A. nidulans can germinate and sustain growth on a diverse range of simple and complex carbon sources, including saccharides, alcohols, proteins, and lipids. This metabolic flexibility has endowed it with the ability to adjust metabolism and nutrient uptake to fit the encountered environment (MacCabe 2003). Glucose metabolism represents the greatest energetic gain and is the preferred carbon source for the majority of microbes. The ability to sense intracellular or extracellular nutrient sources enables the coordination of cellular metabolism and the preferential consumption of glucose prior to alternative carbon sources, referred to as carbon catabolite repression (CCR) (Brown et al. 2014). Primary glucose metabolism is well-characterized in fungi where the carbon locked within the glucose is directed toward energy-producing reactions such as its oxidation via glycolysis and the tricarboxylic acid (TCA) cycle, fermentation, and the production of ethanol, or alternatively the production of storage sugars such as trehalose and glycerol (Figure 1). During the isotropic growth phase of germination, internal trehalose and mannitol are metabolized (D’Enfert 1997; D’Enfert et al. 1999; Fillinger et al. 2002) prior to the uptake and metabolism of the external carbon source, which triggered the breaking of dormancy (MacCabe 2003). Therefore, during the short period of conidial germination, primary metabolism is shifted multiple times.

Figure 1.

Primary carbon metabolism in A. nidulans and the representative genes involved in each biochemical step of glycolysis, glycerol metabolism, fermentation, TCA cycle (represented in red), and gluconeogenesis (represented in blue). G6P = glucose 6 phosphate; F6P = fructose 6 phosphate; F1,6BP = fructose 1,6 biphosphate; GA3P = glyceraldehyde 3 phosphate; DHAP = dihydroxyacetone phosphate; G3P = glycerol 3 phosphate; 1,3diPG = 1,3 diphosphoglycerate; 3PG = 3 phosphoglycerate; 2PG = 2 phosphoglycerate; PEP = phosphoenolpyruvate; DH = dehydrogenase.

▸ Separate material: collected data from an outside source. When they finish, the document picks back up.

use axum::http::StatusCode;
use chrono::{DateTime, Utc};
use serde::Deserialize;
use serde_json::json;

use jobforge_core::{DeadLetterEntry, Job, JobLogEntry, JobPriority, JobSchedule, JobType};

use crate::app::errors;

// -------------------------
// Request DTOs
// -------------------------

#[derive(Debug, Deserialize)]
pub struct CreateJobRequest {
    pub job_type: String,
    pub name: String,
    pub priority: Option<String>,
    #[serde(default)]
    pub payload: serde_json::Value,
    pub project_id: Option<uuid::Uuid>,
    pub scheduled_at: Option<DateTime<Utc>>,
    pub timeout_seconds: Option<u32>,
    pub max_attempts: Option<u32>,
    pub idempotency_key: Option<String>,
}

#[derive(Debug, Deserialize)]
pub struct ListJobsQuery {
    pub status: Option<String>,
    pub job_type: Option<String>,
    pub project_id: Option<uuid::Uuid>,
    pub limit: Option<usize>,
    pub offset: Option<usize>,
}

#[derive(Debug, Deserialize)]
pub struct ChangePriorityRequest {
    pub priority: String,
}

#[derive(Debug, Deserialize)]
pub struct CreateScheduleRequest {
    pub name: String,
    pub job_type: String,
    pub priority: Option<String>,
    #[serde(default)]
    pub payload: serde_json::Value,
    pub spec: jobforge_core::ScheduleSpec,
}

#[derive(Debug, Deserialize)]
pub struct ListDeadLettersQuery {
    pub resolved: Option<bool>,
    pub limit: Option<usize>,
    pub offset: Option<usize>,
}

#[derive(Debug, Deserialize)]
pub struct ResolveDeadLetterRequest {
    pub note: String,
}

fn default_true() -> bool {
    true
}

#[derive(Debug, Deserialize)]
pub struct ProcessingRequest {
    pub job_types: Option<Vec<String>>,
    pub max_jobs: Option<usize>,
    #[serde(default = "default_true")]
    pub process_schedules: bool,
    #[serde(default = "default_true")]
    pub retry_failed: bool,
    #[serde(default)]
    pub cleanup: bool,
}

// -------------------------
// Parse helpers
// -------------------------

pub fn parse_priority(s: &str) -> Result<JobPriority, axum::response::Response> {
    s.parse::<JobPriority>().map_err(|e| {
        errors::json_error(StatusCode::BAD_REQUEST, "validation_error", e.to_string())
    })
}

pub fn parse_job_type(s: &str) -> Result<JobType, axum::response::Response> {
    JobType::new(s).map_err(|e| {
        errors::json_error(StatusCode::BAD_REQUEST, "validation_error", e.to_string())
    })
}

// -------------------------
// Response mapping
// -------------------------

pub fn job_to_json(job: &Job) -> serde_json::Value {
    json!({
        "id": job.id,
        "organization_id": job.organization_id,
        "created_by": job.created_by,
        "project_id": job.project_id,
        "job_type": job.job_type,
        "name": job.name,
        "status": job.status,
        "priority": job.priority,
        "payload": job.payload,
        "created_at": job.created_at,
        "scheduled_at": job.scheduled_at,
        "started_at": job.started_at,
        "completed_at": job.completed_at,
        "attempt_count": job.attempt_count,
        "max_attempts": job.max_attempts,
        "timeout_seconds": job.timeout_seconds,
        "worker_id": job.worker_id,
        "progress": job.progress,
        "result": job.result,
        "error": job.error,
        "idempotency_key": job.idempotency_key,
        "retry_of": job.retry_of,
    })
}

pub fn schedule_to_json(schedule: &JobSchedule) -> serde_json::Value {
    json!({
        "id": schedule.id,
        "organization_id": schedule.organization_id,
        "name": schedule.name,
        "job_type": schedule.job_type,
        "payload": schedule.payload,
        "priority": schedule.priority,
        "spec": schedule.spec,
        "next_run_at": schedule.next_run_at,
        "is_active": schedule.is_active,
        "created_at": schedule.created_at,
        "last_run_at": schedule.last_run_at,
    })
}

pub fn dead_letter_to_json(entry: &DeadLetterEntry) -> serde_json::Value {
    json!({
        "id": entry.id,
        "job_id": entry.job_id,
        "job_type": entry.job_type,
        "error": entry.error,
        "created_at": entry.created_at,
        "resolved": entry.resolved,
        "resolved_at": entry.resolved_at,
        "resolution_note": entry.resolution_note,
    })
}

pub fn log_entry_to_json(entry: &JobLogEntry) -> serde_json::Value {
    json!({
        "seq": entry.seq,
        "level": entry.level,
        "message": entry.message,
        "data": entry.data,
        "created_at": entry.created_at,
    })
}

Nutrient sensing and the downstream signaling cascades have a profound impact on the regulation of biochemical metabolic pathways, biosynthetic processes, and developmental changes. Signaling cascade intermediates are subject to post-translational modifications that influence target protein activity, localization, and function, such as protein phosphorylation, mediated by the opposing function of protein kinases and phosphatases (Shi 2009). In Saccharomyces cerevisiae, the cAMP-dependent protein kinase A (PKA) pathway mediates glucose sensing, promoting glucose uptake and utilization while inhibiting the sucrose nonfermenting kinase (Snf1p)-mediated alternative carbon usage pathway and influencing cell cycle progression (Farkas et al. 1989; Dong et al. 1995; Pedruzzi et al. 2003; Barrett et al. 2012).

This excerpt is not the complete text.